Raw data:
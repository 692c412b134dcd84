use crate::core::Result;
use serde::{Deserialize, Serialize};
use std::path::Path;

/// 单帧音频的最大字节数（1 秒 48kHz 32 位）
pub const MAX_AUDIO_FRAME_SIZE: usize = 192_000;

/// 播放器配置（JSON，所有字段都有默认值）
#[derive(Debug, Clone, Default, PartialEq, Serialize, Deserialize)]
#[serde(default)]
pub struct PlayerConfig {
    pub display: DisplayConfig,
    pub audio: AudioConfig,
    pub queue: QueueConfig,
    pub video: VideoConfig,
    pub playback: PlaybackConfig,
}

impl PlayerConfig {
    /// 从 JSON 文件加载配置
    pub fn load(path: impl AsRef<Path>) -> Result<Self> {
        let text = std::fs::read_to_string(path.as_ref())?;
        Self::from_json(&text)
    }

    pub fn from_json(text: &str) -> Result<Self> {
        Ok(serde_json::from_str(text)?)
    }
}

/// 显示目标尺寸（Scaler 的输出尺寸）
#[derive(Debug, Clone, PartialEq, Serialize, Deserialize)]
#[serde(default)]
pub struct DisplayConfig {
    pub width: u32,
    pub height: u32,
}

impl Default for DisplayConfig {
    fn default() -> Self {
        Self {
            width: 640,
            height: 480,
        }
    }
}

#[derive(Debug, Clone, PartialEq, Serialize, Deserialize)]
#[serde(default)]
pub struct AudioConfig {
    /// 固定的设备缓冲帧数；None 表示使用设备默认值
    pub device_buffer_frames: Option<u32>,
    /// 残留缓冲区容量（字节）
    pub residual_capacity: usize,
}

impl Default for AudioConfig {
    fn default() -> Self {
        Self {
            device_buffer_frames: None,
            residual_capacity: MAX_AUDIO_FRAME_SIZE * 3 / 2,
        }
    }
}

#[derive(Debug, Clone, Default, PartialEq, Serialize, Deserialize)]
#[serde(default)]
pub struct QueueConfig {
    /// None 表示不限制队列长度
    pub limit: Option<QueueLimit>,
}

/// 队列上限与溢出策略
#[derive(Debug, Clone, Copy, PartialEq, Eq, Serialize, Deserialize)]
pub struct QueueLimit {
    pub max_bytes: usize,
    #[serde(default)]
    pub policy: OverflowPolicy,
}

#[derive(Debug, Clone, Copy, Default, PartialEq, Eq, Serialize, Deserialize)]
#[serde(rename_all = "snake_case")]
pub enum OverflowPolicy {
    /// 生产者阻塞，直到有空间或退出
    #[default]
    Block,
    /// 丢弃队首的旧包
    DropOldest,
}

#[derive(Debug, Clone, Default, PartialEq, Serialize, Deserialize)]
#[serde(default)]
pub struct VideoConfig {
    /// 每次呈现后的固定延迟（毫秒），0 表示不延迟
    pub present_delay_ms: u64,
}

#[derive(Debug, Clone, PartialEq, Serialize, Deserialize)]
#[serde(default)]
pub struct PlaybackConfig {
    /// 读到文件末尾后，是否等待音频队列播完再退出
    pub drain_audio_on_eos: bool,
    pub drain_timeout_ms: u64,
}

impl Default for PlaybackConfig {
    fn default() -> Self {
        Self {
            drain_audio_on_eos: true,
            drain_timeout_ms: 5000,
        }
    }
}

Work required: Reproduce the whole listing, exactly.

The completed task:
repository 692c412b134dcd84
use crate::core::Result;
use serde::{Deserialize, Serialize};
use std::path::Path;

/// 单帧音频的最大字节数（1 秒 48kHz 32 位）
pub const MAX_AUDIO_FRAME_SIZE: usize = 192_000;

/// 播放器配置（JSON，所有字段都有默认值）
#[derive(Debug, Clone, Default, PartialEq, Serialize, Deserialize)]
#[serde(default)]
pub struct PlayerConfig {
    pub display: DisplayConfig,
    pub audio: AudioConfig,
    pub queue: QueueConfig,
    pub video: VideoConfig,
    pub playback: PlaybackConfig,
}

impl PlayerConfig {
    /// 从 JSON 文件加载配置
    pub fn load(path: impl AsRef<Path>) -> Result<Self> {
        let text = std::fs::read_to_string(path.as_ref())?;
        Self::from_json(&text)
    }

    pub fn from_json(text: &str) -> Result<Self> {
        Ok(serde_json::from_str(text)?)
    }
}

/// 显示目标尺寸（Scaler 的输出尺寸）
#[derive(Debug, Clone, PartialEq, Serialize, Deserialize)]
#[serde(default)]
pub struct DisplayConfig {
    pub width: u32,
    pub height: u32,
}

impl Default for DisplayConfig {
    fn default() -> Self {
        Self {
            width: 640,
            height: 480,
        }
    }
}

#[derive(Debug, Clone, PartialEq, Serialize, Deserialize)]
#[serde(default)]
pub struct AudioConfig {
    /// 固定的设备缓冲帧数；None 表示使用设备默认值
    pub device_buffer_frames: Option<u32>,
    /// 残留缓冲区容量（字节）
    pub residual_capacity: usize,
}

impl Default for AudioConfig {
    fn default() -> Self {
        Self {
            device_buffer_frames: None,
            residual_capacity: MAX_AUDIO_FRAME_SIZE * 3 / 2,
        }
    }
}

#[derive(Debug, Clone, Default, PartialEq, Serialize, Deserialize)]
#[serde(default)]
pub struct QueueConfig {
    /// None 表示不限制队列长度
    pub limit: Option<QueueLimit>,
}

/// 队列上限与溢出策略
#[derive(Debug, Clone, Copy, PartialEq, Eq, Serialize, Deserialize)]
pub struct QueueLimit {
    pub max_bytes: usize,
    #[serde(default)]
    pub policy: OverflowPolicy,
}

#[derive(Debug, Clone, Copy, Default, PartialEq, Eq, Serialize, Deserialize)]
#[serde(rename_all = "snake_case")]
pub enum OverflowPolicy {
    /// 生产者阻塞，直到有空间或退出
    #[default]
    Block,
    /// 丢弃队首的旧包
    DropOldest,
}

#[derive(Debug, Clone, Default, PartialEq, Serialize, Deserialize)]
#[serde(default)]
pub struct VideoConfig {
    /// 每次呈现后的固定延迟（毫秒），0 表示不延迟
    pub present_delay_ms: u64,
}

#[derive(Debug, Clone, PartialEq, Serialize, Deserialize)]
#[serde(default)]
pub struct PlaybackConfig {
    /// 读到文件末尾后，是否等待音频队列播完再退出
    pub drain_audio_on_eos: bool,
    pub drain_timeout_ms: u64,
}

impl Default for PlaybackConfig {
    fn default() -> Self {
        Self {
            drain_audio_on_eos: true,
            drain_timeout_ms: 5000,
        }
    }
}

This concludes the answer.